Not always easily, it seems.
I don't mind how hard Larkin, Rosemary and Sean worked at their poems but I do have doubts about poets I have less respect for putting in painstaking work to make them look as if they arrived in a glorious blast of inspiration. Dylan Thomas is one, who Caitlin was recently on telly again saying he said could spend all day putting in or taking out a word from a line. 
I had thought that was a joke Oscar made about his extreme aestheticism but, no, it's what Dylan actually did. 
Similarly, Allen Ginsberg, apparently, maybe, reportedly, spent a lot of time making Howl look as if it was a spontaneous outburst. It either was or it wasn't. If it was, I'm bored by it; if it wasn't, he should be ashamed of himself.
I would luv it, luv it, in the words of Kevin Keegan, if I could spend weeks, months or even years making a poem better and better until it was as good as it could be. But, when would I know.
For my purposes - and my purposes are the only purposes there are- a poem can look good enough within hours, if not minutes, but certainly within a day or two. Once I like what they look like, they are done.
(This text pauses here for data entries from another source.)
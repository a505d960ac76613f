//! Job persistence.

use anyhow::{Context, Result};
use chrono::{DateTime, Utc};
use rusqlite::{params, Connection, OptionalExtension};
use std::path::Path;
use std::sync::Mutex;
use tracing::info;

use super::models::{Job, JobStatus};

/// Durable record store for jobs. Jobs are inserted and updated, never
/// deleted; terminal jobs are retained as history.
pub trait JobStore: Send + Sync {
    fn insert(&self, job: &Job) -> Result<()>;
    fn get(&self, id: &str) -> Result<Option<Job>>;
    fn list(&self) -> Result<Vec<Job>>;
    fn list_by_task(&self, task_id: &str) -> Result<Vec<Job>>;
    /// All jobs in Pending or Scheduled state, ordered by `scheduled_at`
    /// ascending. The poller's due-selection query.
    fn find_pending(&self) -> Result<Vec<Job>>;
    fn update(&self, job: &Job) -> Result<()>;
}

const SCHEMA: &str = "
CREATE TABLE IF NOT EXISTS jobs (
    id TEXT PRIMARY KEY,
    task_id TEXT NOT NULL,
    scheduled_at TEXT NOT NULL,
    status TEXT NOT NULL,
    result TEXT,
    error TEXT,
    executed_at TEXT,
    completed_at TEXT,
    created_at TEXT NOT NULL,
    updated_at TEXT NOT NULL
);
CREATE INDEX IF NOT EXISTS idx_jobs_task_id ON jobs(task_id);
CREATE INDEX IF NOT EXISTS idx_jobs_status ON jobs(status);
";

pub struct SqliteJobStore {
    conn: Mutex<Connection>,
}

impl SqliteJobStore {
    pub fn new<P: AsRef<Path>>(db_path: P) -> Result<Self> {
        let path = db_path.as_ref();
        if !path.exists() {
            info!("Creating new job database at {:?}", path);
        }
        let conn = Connection::open(path).context("Failed to open job database")?;
        conn.execute_batch(SCHEMA)
            .context("Failed to create jobs schema")?;
        Ok(Self {
            conn: Mutex::new(conn),
        })
    }

    /// In-memory store for tests.
    pub fn in_memory() -> Result<Self> {
        let conn = Connection::open_in_memory().context("Failed to open in-memory database")?;
        conn.execute_batch(SCHEMA)
            .context("Failed to create jobs schema")?;
        Ok(Self {
            conn: Mutex::new(conn),
        })
    }

    fn format_datetime(dt: &DateTime<Utc>) -> String {
        dt.to_rfc3339()
    }

    fn parse_datetime(raw: &str) -> DateTime<Utc> {
        DateTime::parse_from_rfc3339(raw)
            .map(|dt| dt.with_timezone(&Utc))
            .unwrap_or_else(|_| Utc::now())
    }

    fn row_to_job(row: &rusqlite::Row) -> rusqlite::Result<Job> {
        let status_str: String = row.get("status")?;
        let status = JobStatus::parse(&status_str).unwrap_or(JobStatus::Failed);

        let scheduled_at: String = row.get("scheduled_at")?;
        let executed_at: Option<String> = row.get("executed_at")?;
        let completed_at: Option<String> = row.get("completed_at")?;
        let created_at: String = row.get("created_at")?;
        let updated_at: String = row.get("updated_at")?;

        Ok(Job {
            id: row.get("id")?,
            task_id: row.get("task_id")?,
            scheduled_at: Self::parse_datetime(&scheduled_at),
            status,
            result: row.get("result")?,
            error: row.get("error")?,
            executed_at: executed_at.as_deref().map(Self::parse_datetime),
            completed_at: completed_at.as_deref().map(Self::parse_datetime),
            created_at: Self::parse_datetime(&created_at),
            updated_at: Self::parse_datetime(&updated_at),
        })
    }
}

impl JobStore for SqliteJobStore {
    fn insert(&self, job: &Job) -> Result<()> {
        let conn = self.conn.lock().unwrap();
        conn.execute(
            "INSERT INTO jobs (id, task_id, scheduled_at, status, result, error,
                               executed_at, completed_at, created_at, updated_at)
             VALUES (?1, ?2, ?3, ?4, ?5, ?6, ?7, ?8, ?9, ?10)",
            params![
                job.id,
                job.task_id,
                Self::format_datetime(&job.scheduled_at),
                job.status.as_str(),
                job.result,
                job.error,
                job.executed_at.as_ref().map(Self::format_datetime),
                job.completed_at.as_ref().map(Self::format_datetime),
                Self::format_datetime(&job.created_at),
                Self::format_datetime(&job.updated_at),
            ],
        )
        .context("Failed to insert job")?;
        Ok(())
    }

    fn get(&self, id: &str) -> Result<Option<Job>> {
        let conn = self.conn.lock().unwrap();
        conn.query_row(
            "SELECT * FROM jobs WHERE id = ?1",
            params![id],
            Self::row_to_job,
        )
        .optional()
        .context("Failed to fetch job")
    }

    fn list(&self) -> Result<Vec<Job>> {
        let conn = self.conn.lock().unwrap();
        let mut stmt = conn.prepare("SELECT * FROM jobs ORDER BY created_at DESC")?;
        let jobs = stmt
            .query_map([], Self::row_to_job)?
            .collect::<rusqlite::Result<Vec<_>>>()
            .context("Failed to list jobs")?;
        Ok(jobs)
    }

    fn list_by_task(&self, task_id: &str) -> Result<Vec<Job>> {
        let conn = self.conn.lock().unwrap();
        let mut stmt =
            conn.prepare("SELECT * FROM jobs WHERE task_id = ?1 ORDER BY created_at DESC")?;
        let jobs = stmt
            .query_map(params![task_id], Self::row_to_job)?
            .collect::<rusqlite::Result<Vec<_>>>()
            .context("Failed to list jobs by task")?;
        Ok(jobs)
    }

    fn find_pending(&self) -> Result<Vec<Job>> {
        let conn = self.conn.lock().unwrap();
        let mut stmt = conn.prepare(
            "SELECT * FROM jobs WHERE status IN ('pending', 'scheduled')
             ORDER BY scheduled_at ASC",
        )?;
        let jobs = stmt
            .query_map([], Self::row_to_job)?
            .collect::<rusqlite::Result<Vec<_>>>()
            .context("Failed to find pending jobs")?;
        Ok(jobs)
    }

    fn update(&self, job: &Job) -> Result<()> {
        let conn = self.conn.lock().unwrap();
        let changed = conn
            .execute(
                "UPDATE jobs SET scheduled_at = ?2, status = ?3, result = ?4, error = ?5,
                                 executed_at = ?6, completed_at = ?7, updated_at = ?8
                 WHERE id = ?1",
                params![
                    job.id,
                    Self::format_datetime(&job.scheduled_at),
                    job.status.as_str(),
                    job.result,
                    job.error,
                    job.executed_at.as_ref().map(Self::format_datetime),
                    job.completed_at.as_ref().map(Self::format_datetime),
                    Self::format_datetime(&job.updated_at),
                ],
            )
            .context("Failed to update job")?;
        anyhow::ensure!(changed == 1, "Job {} not found for update", job.id);
        Ok(())
    }
}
Romanticism was first of all a few ideas for lines written on the back of my printed-off train ticket to Netley. I did a bit more on Netley Station waiting for the train, had the line endings in before I got home, typed it up and, very unusually for me, took the advice of a friend who questioned,
gorgeous/ with tuberculosis
 
I had thought that was brilliant at first but had to change it. It became restless. I found a better title. It underwent some minor surgery. I abandoned any attempt at a rhyme scheme early doors and then sacrificed any attempt at metrics or syllable count in favour of a music of its own it might have anyway.
 
It's not obvious that any university's library is going to want to blow the very slightest part of their budget on bidding for evidence of how I wrote poems and neither would I. So, here it is anyway.
Some scribble on the reverse side of a train ticket, not wanting to waste paper, becomes a poem that does all a poem had to do. It made its author happy to have written it.